Stored items:
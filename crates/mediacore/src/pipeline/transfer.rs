//! Acquisition and delivery shared by every job.

use std::path::{Path, PathBuf};

use super::actor::{elevated_available, select_actor, upload_actor, ActorChoice};
use super::Pipeline;
use crate::core::error::{AppError, AppResult};
use crate::core::retry::retry;
use crate::media::{get_file_size, human_bytes, MediaKind};
use crate::storage::MediaPreference;
use crate::transport::{Actor, ChatRef, DownloadRequest, MessageRef, OutgoingFile, RemoteFile, SendAs};

/// Container class for an upload: explicit preference, else inferred from the input kind
pub fn send_as_for(preference: Option<MediaPreference>, kind: MediaKind) -> SendAs {
    match preference {
        Some(MediaPreference::Document) => SendAs::Document,
        Some(MediaPreference::Video) => SendAs::Video,
        Some(MediaPreference::Audio) => SendAs::Audio,
        None => match kind {
            MediaKind::Video => SendAs::Video,
            MediaKind::Audio => SendAs::Audio,
            MediaKind::Document | MediaKind::Subtitle => SendAs::Document,
        },
    }
}

/// User-facing size rejection
pub fn size_limit_message(size: u64, limit: u64) -> String {
    format!(
        "❌ File Too Large!\n\nFile Size: {}\nMaximum: {}",
        human_bytes(size),
        human_bytes(limit)
    )
}

impl Pipeline {
    /// Largest link download worth fetching: what can still be uploaded right now
    pub(crate) async fn link_size_limit(&self) -> u64 {
        self.settings
            .limits
            .effective(elevated_available(self.transport.as_ref()).await)
    }

    /// Actor able to download `size` bytes right now, or a size error
    pub(crate) async fn download_actor(&self, size: u64) -> AppResult<Actor> {
        let elevated = elevated_available(self.transport.as_ref()).await;
        match select_actor(size, elevated, self.settings.limits) {
            ActorChoice::Use(actor) => Ok(actor),
            ActorChoice::TooLarge { limit } => Err(AppError::Validation(size_limit_message(size, limit))),
        }
    }

    /// Downloads `file` to `dest`, retrying when the transport hands back no handle
    pub(crate) async fn acquire(
        &self,
        actor: Actor,
        file: &RemoteFile,
        dest: &Path,
        progress: Option<MessageRef>,
    ) -> AppResult<PathBuf> {
        let transport = self.transport.clone();
        let result = retry(&self.settings.acquire_retry, |attempt| {
            let transport = transport.clone();
            async move {
                let request = DownloadRequest {
                    actor,
                    file_id: &file.file_id,
                    dest,
                    progress,
                    attempt,
                };
                match transport.download(request).await? {
                    Some(path) => Ok(path),
                    None => Err(AppError::Transport(format!(
                        "no file handle for {} (attempt {})",
                        file.file_name,
                        attempt + 1
                    ))),
                }
            }
        })
        .await;

        log::info!(
            "📥 Acquisition of {} finished after {} attempt(s) in {:?}",
            file.file_name,
            result.attempts,
            result.total_duration
        );
        result.into_result()
    }

    /// Sends `file` to `chat` with the actor its size calls for
    pub(crate) async fn deliver(
        &self,
        chat: ChatRef,
        file: &OutgoingFile,
        progress: Option<MessageRef>,
    ) -> AppResult<()> {
        let size = get_file_size(&file.path).await?;
        let actor = upload_actor(self.transport.as_ref(), size, self.settings.limits).await;
        log::info!(
            "📤 Uploading {} ({}) as {} via {} to {:?}",
            file.filename,
            human_bytes(size),
            file.send_as,
            actor,
            chat
        );
        self.transport.send_file(actor, chat, file, progress).await
    }
}

#[cfg(test)]
mod tests {
    use super::*;
    use pretty_assertions::assert_eq;

    #[test]
    fn test_send_as_prefers_explicit_preference() {
        assert_eq!(send_as_for(Some(MediaPreference::Document), MediaKind::Video), SendAs::Document);
        assert_eq!(send_as_for(None, MediaKind::Video), SendAs::Video);
        assert_eq!(send_as_for(None, MediaKind::Audio), SendAs::Audio);
        assert_eq!(send_as_for(None, MediaKind::Document), SendAs::Document);
    }

    #[test]
    fn test_size_limit_message() {
        let msg = size_limit_message(3 * 1024 * 1024 * 1024, 2 * 1024 * 1024 * 1024);
        assert!(msg.contains("3.00 GB"));
        assert!(msg.contains("2.00 GB"));
    }
}
//! Media tool layer.
//!
//! Everything that touches ffmpeg/ffprobe lives here:
//! - [`commands`] builds argument lists for every job (pure, unit tested)
//! - [`tool`] runs them behind the [`tool::MediaTool`] trait
//! - [`quality`] is the static compression catalog
//!
//! Plus small file helpers shared by the jobs (extensions, sizes, time strings).

pub mod commands;
pub mod quality;
pub mod tool;

use serde::{Deserialize, Serialize};
use std::path::{Path, PathBuf};
use strum::{Display, EnumString};
use thiserror::Error;

use crate::core::config;

/// Errors that can occur while running the external media tool
#[derive(Error, Debug)]
pub enum ConversionError {
    #[error("FFmpeg error: {0}")]
    ToolFailed(String),

    #[error("Input file not found: {0}")]
    InputNotFound(String),

    #[error("Output file was not created: {0}")]
    OutputMissing(String),

    #[error("IO error: {0}")]
    Io(#[from] std::io::Error),

    #[error("File size exceeds limit: {actual} > {limit}")]
    SizeExceeded { actual: u64, limit: u64 },

    #[error("Invalid input: {0}")]
    InvalidInput(String),

    #[error("Timed out after {0}s")]
    Timeout(u64),
}

pub type ConversionResult<T> = Result<T, ConversionError>;

impl ConversionError {
    /// Message for the status line; tool stderr is cut to a short excerpt
    pub fn user_message(&self) -> String {
        match self {
            ConversionError::ToolFailed(stderr) => {
                format!("FFmpeg error: {}", excerpt(stderr, config::tool::STDERR_EXCERPT_CHARS))
            }
            ConversionError::SizeExceeded { actual, limit } => format!(
                "File too large: {} (limit {})",
                human_bytes(*actual),
                human_bytes(*limit)
            ),
            other => other.to_string(),
        }
    }
}

/// First `max_chars` characters of `text`, trimmed
pub fn excerpt(text: &str, max_chars: usize) -> String {
    let trimmed = text.trim();
    match trimmed.char_indices().nth(max_chars) {
        Some((idx, _)) => format!("{}…", &trimmed[..idx]),
        None => trimmed.to_string(),
    }
}

/// Kind of an inbound or queued file
#[derive(Debug, Clone, Copy, PartialEq, Eq, Hash, Serialize, Deserialize, Display, EnumString)]
#[serde(rename_all = "lowercase")]
#[strum(serialize_all = "lowercase")]
pub enum MediaKind {
    Video,
    Audio,
    Document,
    Subtitle,
}

pub const VIDEO_EXTENSIONS: &[&str] = &[".mp4", ".mkv", ".avi", ".mov", ".flv", ".wmv", ".webm", ".m4v"];
pub const AUDIO_EXTENSIONS: &[&str] = &[".mp3", ".m4a", ".aac", ".opus", ".flac", ".wav", ".ogg"];
pub const SUBTITLE_EXTENSIONS: &[&str] = &[".srt", ".ass", ".vtt", ".sub"];

/// Splits `name` into stem and extension (with the dot, possibly empty).
///
/// A leading dot is part of the stem, so `.hidden` has no extension.
pub fn split_extension(name: &str) -> (&str, &str) {
    match name.rfind('.') {
        Some(idx) if idx > 0 && !name[idx..].contains(['/', '\\', ' ']) => (&name[..idx], &name[idx..]),
        _ => (name, ""),
    }
}

fn extension_lower(name: &str) -> String {
    split_extension(name).1.to_lowercase()
}

pub fn is_video_name(name: &str) -> bool {
    VIDEO_EXTENSIONS.contains(&extension_lower(name).as_str())
}

pub fn is_audio_name(name: &str) -> bool {
    AUDIO_EXTENSIONS.contains(&extension_lower(name).as_str())
}

pub fn is_subtitle_name(name: &str) -> bool {
    SUBTITLE_EXTENSIONS.contains(&extension_lower(name).as_str())
}

/// True when `name` ends with any recognized media or subtitle extension
pub fn has_media_extension(name: &str) -> bool {
    is_video_name(name) || is_audio_name(name) || is_subtitle_name(name)
}

/// Human readable size, e.g. `1.50 GB`
pub fn human_bytes(bytes: u64) -> String {
    const UNITS: [&str; 5] = ["B", "KB", "MB", "GB", "TB"];
    let mut value = bytes as f64;
    let mut unit = 0;
    while value >= 1024.0 && unit < UNITS.len() - 1 {
        value /= 1024.0;
        unit += 1;
    }
    if unit == 0 {
        format!("{} B", bytes)
    } else {
        format!("{:.2} {}", value, UNITS[unit])
    }
}

/// Formats seconds as `H:MM:SS`
pub fn format_duration(seconds: f64) -> String {
    let total = if seconds.is_finite() && seconds > 0.0 {
        seconds.round() as u64
    } else {
        0
    };
    format!("{}:{:02}:{:02}", total / 3600, (total % 3600) / 60, total % 60)
}

/// Parses `HH:MM:SS`, `MM:SS` or plain seconds. Seconds may carry a fraction.
///
/// Returns `None` for anything else (no guessing on ambiguous input).
pub fn parse_time(input: &str) -> Option<f64> {
    let input = input.trim();
    // Keeps float syntax like `1e3`, `inf` or `NaN` away from the parser
    if input.is_empty() || !input.chars().all(|c| c.is_ascii_digit() || c == '.' || c == ':') {
        return None;
    }
    let parts: Vec<&str> = input.split(':').collect();
    if parts.is_empty() || parts.len() > 3 {
        return None;
    }

    let (whole, last) = parts.split_at(parts.len() - 1);
    let seconds: f64 = last[0].trim().parse().ok()?;
    if !seconds.is_finite() || seconds < 0.0 || (!whole.is_empty() && seconds >= 60.0) {
        return None;
    }

    let mut total = 0u64;
    for (i, part) in whole.iter().enumerate() {
        let value: u64 = part.trim().parse().ok()?;
        // Minutes must be below 60 when hours are present
        if whole.len() == 2 && i == 1 && value >= 60 {
            return None;
        }
        total = total * 60 + value;
    }

    Some(total as f64 * 60.0 + seconds)
}

/// Collision-resistant scratch path under `dir`
pub fn temp_output_path(dir: &Path, prefix: &str, extension: &str) -> PathBuf {
    let extension = extension.trim_start_matches('.');
    let name = if extension.is_empty() {
        format!("{}_{}", prefix, uuid::Uuid::new_v4().simple())
    } else {
        format!("{}_{}.{}", prefix, uuid::Uuid::new_v4().simple(), extension)
    };
    dir.join(name)
}

/// Get file size in bytes
pub async fn get_file_size<P: AsRef<Path>>(path: P) -> ConversionResult<u64> {
    let metadata = fs_err::tokio::metadata(path.as_ref()).await?;
    Ok(metadata.len())
}

/// Removes a scratch file, logging instead of failing
pub async fn remove_quietly(path: &Path) {
    match fs_err::tokio::remove_file(path).await {
        Ok(()) => log::debug!("🧹 Removed {}", path.display()),
        Err(e) if e.kind() == std::io::ErrorKind::NotFound => {}
        Err(e) => log::warn!("Failed to remove {}: {}", path.display(), e),
    }
}

/// Removes a scratch directory tree, logging instead of failing
pub async fn remove_dir_quietly(path: &Path) {
    match fs_err::tokio::remove_dir_all(path).await {
        Ok(()) => log::debug!("🧹 Removed directory {}", path.display()),
        Err(e) if e.kind() == std::io::ErrorKind::NotFound => {}
        Err(e) => log::warn!("Failed to remove directory {}: {}", path.display(), e),
    }
}

#[cfg(test)]
mod tests {
    use super::*;
    use pretty_assertions::assert_eq;

    #[test]
    fn test_split_extension() {
        assert_eq!(split_extension("Show.S01.WEB-DL.mkv"), ("Show.S01.WEB-DL", ".mkv"));
        assert_eq!(split_extension("noext"), ("noext", ""));
        assert_eq!(split_extension(".hidden"), (".hidden", ""));
        assert_eq!(split_extension("Episode 5. Finale"), ("Episode 5. Finale", ""));
    }

    #[test]
    fn test_extension_classification() {
        assert!(is_video_name("a.MKV"));
        assert!(is_audio_name("a.flac"));
        assert!(is_subtitle_name("a.ass"));
        assert!(!has_media_extension("a.txt"));
        assert!(!has_media_extension("Some caption"));
    }

    #[test]
    fn test_parse_time_formats() {
        assert_eq!(parse_time("90"), Some(90.0));
        assert_eq!(parse_time("1:30"), Some(90.0));
        assert_eq!(parse_time("01:02:03"), Some(3723.0));
        assert_eq!(parse_time("00:00:01.5"), Some(1.5));
    }

    #[test]
    fn test_parse_time_rejects_garbage() {
        assert_eq!(parse_time(""), None);
        assert_eq!(parse_time("abc"), None);
        assert_eq!(parse_time("1:2:3:4"), None);
        assert_eq!(parse_time("1:75"), None);
        assert_eq!(parse_time("1:75:00"), None);
        assert_eq!(parse_time("-5"), None);
    }

    #[test]
    fn test_parse_time_rejects_float_spellings() {
        assert_eq!(parse_time("1e3"), None);
        assert_eq!(parse_time("1:1e1"), None);
        assert_eq!(parse_time("inf"), None);
        assert_eq!(parse_time("NaN"), None);
        assert_eq!(parse_time("+5"), None);
        assert_eq!(parse_time("1: 30"), None);
        assert_eq!(parse_time(" 1:30 "), Some(90.0));
    }

    #[test]
    fn test_human_bytes() {
        assert_eq!(human_bytes(512), "512 B");
        assert_eq!(human_bytes(1536), "1.50 KB");
        assert_eq!(human_bytes(2 * 1024 * 1024 * 1024), "2.00 GB");
    }

    #[test]
    fn test_format_duration() {
        assert_eq!(format_duration(0.0), "0:00:00");
        assert_eq!(format_duration(3723.4), "1:02:03");
        assert_eq!(format_duration(f64::NAN), "0:00:00");
    }

    #[test]
    fn test_tool_failure_message_is_truncated() {
        let err = ConversionError::ToolFailed("x".repeat(500));
        let msg = err.user_message();
        assert!(msg.chars().count() < 220);
        assert!(msg.ends_with('…'));
    }

    #[test]
    fn test_temp_paths_do_not_collide() {
        let dir = Path::new("/tmp");
        let a = temp_output_path(dir, "dl", "mp4");
        let b = temp_output_path(dir, "dl", ".mp4");
        assert_ne!(a, b);
        assert_eq!(b.extension().and_then(|e| e.to_str()), Some("mp4"));
    }

    #[test]
    fn test_media_kind_round_trips_through_strings() {
        assert_eq!(MediaKind::Subtitle.to_string(), "subtitle");
        assert_eq!("video".parse::<MediaKind>().unwrap(), MediaKind::Video);
    }
}
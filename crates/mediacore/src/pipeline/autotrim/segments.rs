//! Keep-segments derived from intro card positions.
//!
//! Hits are numbered from 1:
//!
//! ```text
//! hits >= 2 : [0,            hit2 - margin]
//! hits == 4 : [hit3 + skip,  end]
//! hits >= 5 : [hit3 + skip,  hit4 - margin]
//! hits >= 6 : [hit5 + skip,  hit6 - margin]
//! ```

use super::detect::Hit;
use crate::core::config::autotrim::{END_MARGIN_SECS, INTRO_SKIP_SECS};

#[derive(Debug, Clone, Copy, PartialEq)]
pub struct Segment {
    pub start: f64,
    pub end: f64,
}

impl Segment {
    pub fn duration(&self) -> f64 {
        self.end - self.start
    }
}

/// Segments to keep, in order. Empty or inverted segments are dropped.
pub fn keep_segments(hits: &[Hit], duration: f64) -> Vec<Segment> {
    let at = |n: usize| hits[n - 1].timestamp;
    let mut segments = Vec::new();
    if hits.len() < 2 {
        return segments;
    }

    segments.push(Segment {
        start: 0.0,
        end: at(2) - END_MARGIN_SECS,
    });

    if hits.len() == 4 {
        segments.push(Segment {
            start: at(3) + INTRO_SKIP_SECS,
            end: duration,
        });
    } else if hits.len() >= 5 {
        segments.push(Segment {
            start: at(3) + INTRO_SKIP_SECS,
            end: at(4) - END_MARGIN_SECS,
        });
    }

    if hits.len() >= 6 {
        segments.push(Segment {
            start: at(5) + INTRO_SKIP_SECS,
            end: at(6) - END_MARGIN_SECS,
        });
    }

    segments.retain(|s| {
        let valid = s.end > s.start && s.start >= 0.0;
        if !valid {
            log::warn!("Skipping invalid segment {:.1}s - {:.1}s", s.start, s.end);
        }
        valid
    });
    segments
}
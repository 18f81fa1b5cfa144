//! Compression quality catalog

/// One compression target
#[derive(Debug, Clone, Copy, PartialEq, Eq)]
pub struct CompressionQuality {
    pub label: &'static str,
    pub width: u32,
    pub height: u32,
    /// Video bitrate as passed to `-b:v`
    pub bitrate: &'static str,
}

/// Every supported quality, best first
pub const CATALOG: &[CompressionQuality] = &[
    CompressionQuality {
        label: "1080p",
        width: 1920,
        height: 1080,
        bitrate: "3000k",
    },
    CompressionQuality {
        label: "720p",
        width: 1280,
        height: 720,
        bitrate: "2000k",
    },
    CompressionQuality {
        label: "576p",
        width: 1024,
        height: 576,
        bitrate: "1500k",
    },
    CompressionQuality {
        label: "480p",
        width: 854,
        height: 480,
        bitrate: "1000k",
    },
    CompressionQuality {
        label: "360p",
        width: 640,
        height: 360,
        bitrate: "500k",
    },
];

/// Keyword selecting the whole catalog
pub const ALL: &str = "all";

/// Looks up a quality by label (case-insensitive)
pub fn find(label: &str) -> Option<&'static CompressionQuality> {
    let label = label.trim();
    CATALOG.iter().find(|q| q.label.eq_ignore_ascii_case(label))
}

/// Every catalog label
pub fn all_labels() -> Vec<String> {
    CATALOG.iter().map(|q| q.label.to_string()).collect()
}

/// Parses `all` or a comma separated label list.
///
/// Returns the normalized labels in input order without duplicates, or the
/// offending labels when any of them is unknown.
pub fn parse_list(input: &str) -> Result<Vec<String>, Vec<String>> {
    if input.trim().eq_ignore_ascii_case(ALL) {
        return Ok(all_labels());
    }

    let mut labels = Vec::new();
    let mut invalid = Vec::new();
    for raw in input.split(',').map(str::trim).filter(|s| !s.is_empty()) {
        match find(raw) {
            Some(q) if !labels.iter().any(|l: &String| l == q.label) => labels.push(q.label.to_string()),
            Some(_) => {}
            None => invalid.push(raw.to_string()),
        }
    }

    if !invalid.is_empty() {
        return Err(invalid);
    }
    if labels.is_empty() {
        return Err(vec![input.trim().to_string()]);
    }
    Ok(labels)
}
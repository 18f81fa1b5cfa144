//! Per-job scratch file bookkeeping.

use std::path::{Path, PathBuf};

use crate::media::{remove_dir_quietly, remove_quietly, temp_output_path};

/// Every scratch path a job created. [`Scratch::cleanup`] removes them all,
/// whatever the job outcome was.
#[derive(Debug, Default)]
pub struct Scratch {
    dir: PathBuf,
    files: Vec<PathBuf>,
    dirs: Vec<PathBuf>,
}

impl Scratch {
    pub fn new(dir: impl Into<PathBuf>) -> Self {
        Self {
            dir: dir.into(),
            files: Vec::new(),
            dirs: Vec::new(),
        }
    }

    /// Fresh unique path, tracked for cleanup
    pub fn path(&mut self, prefix: &str, extension: &str) -> PathBuf {
        let path = temp_output_path(&self.dir, prefix, extension);
        self.files.push(path.clone());
        path
    }

    /// Tracks a path created elsewhere
    pub fn track(&mut self, path: impl AsRef<Path>) {
        let path = path.as_ref().to_path_buf();
        if !self.files.contains(&path) {
            self.files.push(path);
        }
    }

    /// Fresh unique directory path, removed recursively on cleanup
    pub fn dir(&mut self, prefix: &str) -> PathBuf {
        let path = temp_output_path(&self.dir, prefix, "");
        self.dirs.push(path.clone());
        path
    }

    pub fn files(&self) -> &[PathBuf] {
        &self.files
    }

    /// Removes every tracked file and directory. Never fails.
    pub async fn cleanup(self) {
        for file in &self.files {
            remove_quietly(file).await;
        }
        for dir in &self.dirs {
            remove_dir_quietly(dir).await;
        }
    }
}
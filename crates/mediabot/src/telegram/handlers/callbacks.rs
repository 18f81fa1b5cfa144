//! Inline button presses

use teloxide::prelude::*;
use teloxide::types::CallbackQuery;

use mediacore::transport::{ChatRef, MessageRef};

use super::types::{HandlerDeps, HandlerError};

/// Routes a button press to the pipeline. The query is answered right away;
/// the chosen job reports through its own status message.
pub async fn handle_callback(bot: &Bot, q: &CallbackQuery, deps: &HandlerDeps) -> Result<(), HandlerError> {
    if let Err(e) = bot.answer_callback_query(q.id.clone()).await {
        log::warn!("Failed to answer callback query: {}", e);
    }

    let (Some(data), Some(message)) = (q.data.clone(), q.regular_message()) else {
        return Ok(());
    };
    let Ok(user_id) = i64::try_from(q.from.id.0) else {
        return Ok(());
    };
    let chat = ChatRef(message.chat.id.0);
    let origin = MessageRef {
        chat,
        message_id: message.id.0,
    };

    log::info!("🔘 Callback {:?} from user {}", data, user_id);
    let pipeline = deps.pipeline.clone();
    tokio::spawn(async move {
        let outcome = pipeline.handle_choice(user_id, chat, Some(origin), &data).await;
        log::debug!("Callback {:?} returned {:?}", data, outcome);
    });
    Ok(())
}
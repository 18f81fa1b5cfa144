//! Pending inline choices.
//!
//! A job that offers buttons parks its request here under a short random
//! token, and the buttons carry only that token. Callback data is capped at
//! 64 bytes by the transport, so file identifiers never travel in it.
//!
//! Callback grammar:
//!
//! ```text
//! ex:audio:<t>   ex:subs:<t>
//! rm:audio:<t>   rm:subs:<t>   rm:both:<t>
//! cq:<label>:<t> cq:all:<t>
//! at:start:<t>
//! cancel:<t>
//! mg:now         mg:clear
//! ```

use moka::future::Cache;

use super::extract::ExtractOp;
use crate::core::config;
use crate::media::commands::StreamRemoval;
use crate::media::quality;
use crate::storage::UserId;
use crate::transport::{ChatRef, RemoteFile};

const TOKEN_LEN: usize = 12;

/// Which job is waiting on the choice
#[derive(Debug, Clone, Copy, PartialEq, Eq)]
pub enum ChoiceKind {
    Extract,
    Compress,
    Autotrim,
}

/// A parked request
#[derive(Debug, Clone, PartialEq, Eq)]
pub struct PendingChoice {
    pub user_id: UserId,
    pub chat: ChatRef,
    pub file: RemoteFile,
    pub kind: ChoiceKind,
}

/// What a pressed button asks for
#[derive(Debug, Clone, PartialEq, Eq)]
pub enum ChoiceAction {
    Extract(ExtractOp),
    /// One catalog label, or `None` for every quality
    Compress(Option<String>),
    AutotrimStart,
    Cancel,
}

impl ChoiceAction {
    /// Job kind the action belongs to; `None` fits any kind
    pub fn kind(&self) -> Option<ChoiceKind> {
        match self {
            ChoiceAction::Extract(_) => Some(ChoiceKind::Extract),
            ChoiceAction::Compress(_) => Some(ChoiceKind::Compress),
            ChoiceAction::AutotrimStart => Some(ChoiceKind::Autotrim),
            ChoiceAction::Cancel => None,
        }
    }
}

/// Decoded callback data
#[derive(Debug, Clone, PartialEq, Eq)]
pub enum Callback {
    Pending { token: String, action: ChoiceAction },
    MergeNow,
    MergeClear,
}

impl Callback {
    pub fn pending(token: &str, action: ChoiceAction) -> Self {
        Callback::Pending {
            token: token.to_string(),
            action,
        }
    }

    pub fn parse(data: &str) -> Option<Self> {
        match data {
            "mg:now" => return Some(Callback::MergeNow),
            "mg:clear" => return Some(Callback::MergeClear),
            _ => {}
        }

        if let Some(token) = data.strip_prefix("cancel:") {
            return valid_token(token).map(|t| Callback::pending(t, ChoiceAction::Cancel));
        }

        let mut parts = data.splitn(3, ':');
        let (group, arg, token) = (parts.next()?, parts.next()?, parts.next()?);
        let token = valid_token(token)?;
        let action = match (group, arg) {
            ("ex", "audio") => ChoiceAction::Extract(ExtractOp::Audio),
            ("ex", "subs") => ChoiceAction::Extract(ExtractOp::Subtitle),
            ("rm", "audio") => ChoiceAction::Extract(ExtractOp::Remove(StreamRemoval::Audio)),
            ("rm", "subs") => ChoiceAction::Extract(ExtractOp::Remove(StreamRemoval::Subtitles)),
            ("rm", "both") => ChoiceAction::Extract(ExtractOp::Remove(StreamRemoval::Both)),
            ("cq", label) if label == quality::ALL => ChoiceAction::Compress(None),
            ("cq", label) => ChoiceAction::Compress(Some(quality::find(label)?.label.to_string())),
            ("at", "start") => ChoiceAction::AutotrimStart,
            _ => return None,
        };
        Some(Callback::pending(token, action))
    }

    pub fn encode(&self) -> String {
        match self {
            Callback::MergeNow => "mg:now".to_string(),
            Callback::MergeClear => "mg:clear".to_string(),
            Callback::Pending { token, action } => match action {
                ChoiceAction::Extract(ExtractOp::Audio) => format!("ex:audio:{}", token),
                ChoiceAction::Extract(ExtractOp::Subtitle) => format!("ex:subs:{}", token),
                ChoiceAction::Extract(ExtractOp::Remove(StreamRemoval::Audio)) => format!("rm:audio:{}", token),
                ChoiceAction::Extract(ExtractOp::Remove(StreamRemoval::Subtitles)) => format!("rm:subs:{}", token),
                ChoiceAction::Extract(ExtractOp::Remove(StreamRemoval::Both)) => format!("rm:both:{}", token),
                ChoiceAction::Compress(None) => format!("cq:{}:{}", quality::ALL, token),
                ChoiceAction::Compress(Some(label)) => format!("cq:{}:{}", label, token),
                ChoiceAction::AutotrimStart => format!("at:start:{}", token),
                ChoiceAction::Cancel => format!("cancel:{}", token),
            },
        }
    }
}

fn valid_token(token: &str) -> Option<&str> {
    (!token.is_empty() && token.len() <= TOKEN_LEN && token.chars().all(|c| c.is_ascii_alphanumeric())).then_some(token)
}

fn new_token() -> String {
    uuid::Uuid::new_v4().simple().to_string()[..TOKEN_LEN].to_string()
}

/// TTL cache of parked requests, shared by every pipeline clone
#[derive(Clone)]
pub struct PendingChoices {
    cache: Cache<String, PendingChoice>,
}

impl Default for PendingChoices {
    fn default() -> Self {
        Self::new()
    }
}

impl PendingChoices {
    pub fn new() -> Self {
        Self::with_ttl(config::pending::ttl())
    }

    pub fn with_ttl(ttl: std::time::Duration) -> Self {
        let cache = Cache::builder()
            .max_capacity(config::pending::MAX_ENTRIES)
            .time_to_live(ttl)
            .build();
        Self { cache }
    }

    /// Parks `choice` and returns its token
    pub async fn park(&self, choice: PendingChoice) -> String {
        let token = new_token();
        self.cache.insert(token.clone(), choice).await;
        token
    }

    pub async fn peek(&self, token: &str) -> Option<PendingChoice> {
        self.cache.get(token).await
    }

    /// Removes and returns the request
    pub async fn take(&self, token: &str) -> Option<PendingChoice> {
        self.cache.remove(token).await
    }
}

#[cfg(test)]
mod tests {
    use super::*;
    use crate::media::MediaKind;
    use pretty_assertions::assert_eq;

    fn choice() -> PendingChoice {
        PendingChoice {
            user_id: 7,
            chat: ChatRef(7),
            file: RemoteFile {
                file_id: "file-1".into(),
                file_name: "a.mkv".into(),
                size_bytes: 10,
                kind: MediaKind::Video,
                message_id: 1,
            },
            kind: ChoiceKind::Extract,
        }
    }

    #[test]
    fn test_parse_known_callbacks() {
        assert_eq!(Callback::parse("mg:now"), Some(Callback::MergeNow));
        assert_eq!(
            Callback::parse("rm:both:abc123"),
            Some(Callback::pending(
                "abc123",
                ChoiceAction::Extract(ExtractOp::Remove(StreamRemoval::Both))
            ))
        );
        assert_eq!(
            Callback::parse("cq:720P:abc"),
            Some(Callback::pending("abc", ChoiceAction::Compress(Some("720p".into()))))
        );
        assert_eq!(
            Callback::parse("cq:all:abc"),
            Some(Callback::pending("abc", ChoiceAction::Compress(None)))
        );
        assert_eq!(
            Callback::parse("cancel:abc"),
            Some(Callback::pending("abc", ChoiceAction::Cancel))
        );
    }

    #[test]
    fn test_parse_rejects_garbage() {
        assert_eq!(Callback::parse("cq:999p:abc"), None);
        assert_eq!(Callback::parse("ex:video:abc"), None);
        assert_eq!(Callback::parse("ex:audio:"), None);
        assert_eq!(Callback::parse("ex:audio:../../etc"), None);
        assert_eq!(Callback::parse(""), None);
    }

    #[test]
    fn test_encoded_callbacks_fit_transport_limit() {
        let token = new_token();
        assert_eq!(token.len(), TOKEN_LEN);
        for action in [
            ChoiceAction::Extract(ExtractOp::Remove(StreamRemoval::Subtitles)),
            ChoiceAction::Compress(Some("1080p".into())),
            ChoiceAction::AutotrimStart,
        ] {
            let encoded = Callback::pending(&token, action.clone()).encode();
            assert!(encoded.len() <= 64);
            assert_eq!(Callback::parse(&encoded), Some(Callback::pending(&token, action)));
        }
    }

    #[tokio::test]
    async fn test_park_and_take() {
        let pending = PendingChoices::new();
        let token = pending.park(choice()).await;
        assert_eq!(pending.peek(&token).await, Some(choice()));
        assert_eq!(pending.take(&token).await, Some(choice()));
        assert_eq!(pending.take(&token).await, None);
    }
}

> [ABOUT THIS TASK]: Could you print, word for word, the line containing "for action in" and every line after it through the end of the records, and nothing else?

> [EXPECTED ANSWER]:
        for action in [
            ChoiceAction::Extract(ExtractOp::Remove(StreamRemoval::Subtitles)),
            ChoiceAction::Compress(Some("1080p".into())),
            ChoiceAction::AutotrimStart,
        ] {
            let encoded = Callback::pending(&token, action.clone()).encode();
            assert!(encoded.len() <= 64);
            assert_eq!(Callback::parse(&encoded), Some(Callback::pending(&token, action)));
        }
    }

    #[tokio::test]
    async fn test_park_and_take() {
        let pending = PendingChoices::new();
        let token = pending.park(choice()).await;
        assert_eq!(pending.peek(&token).await, Some(choice()));
        assert_eq!(pending.take(&token).await, Some(choice()));
        assert_eq!(pending.take(&token).await, None);
    }
}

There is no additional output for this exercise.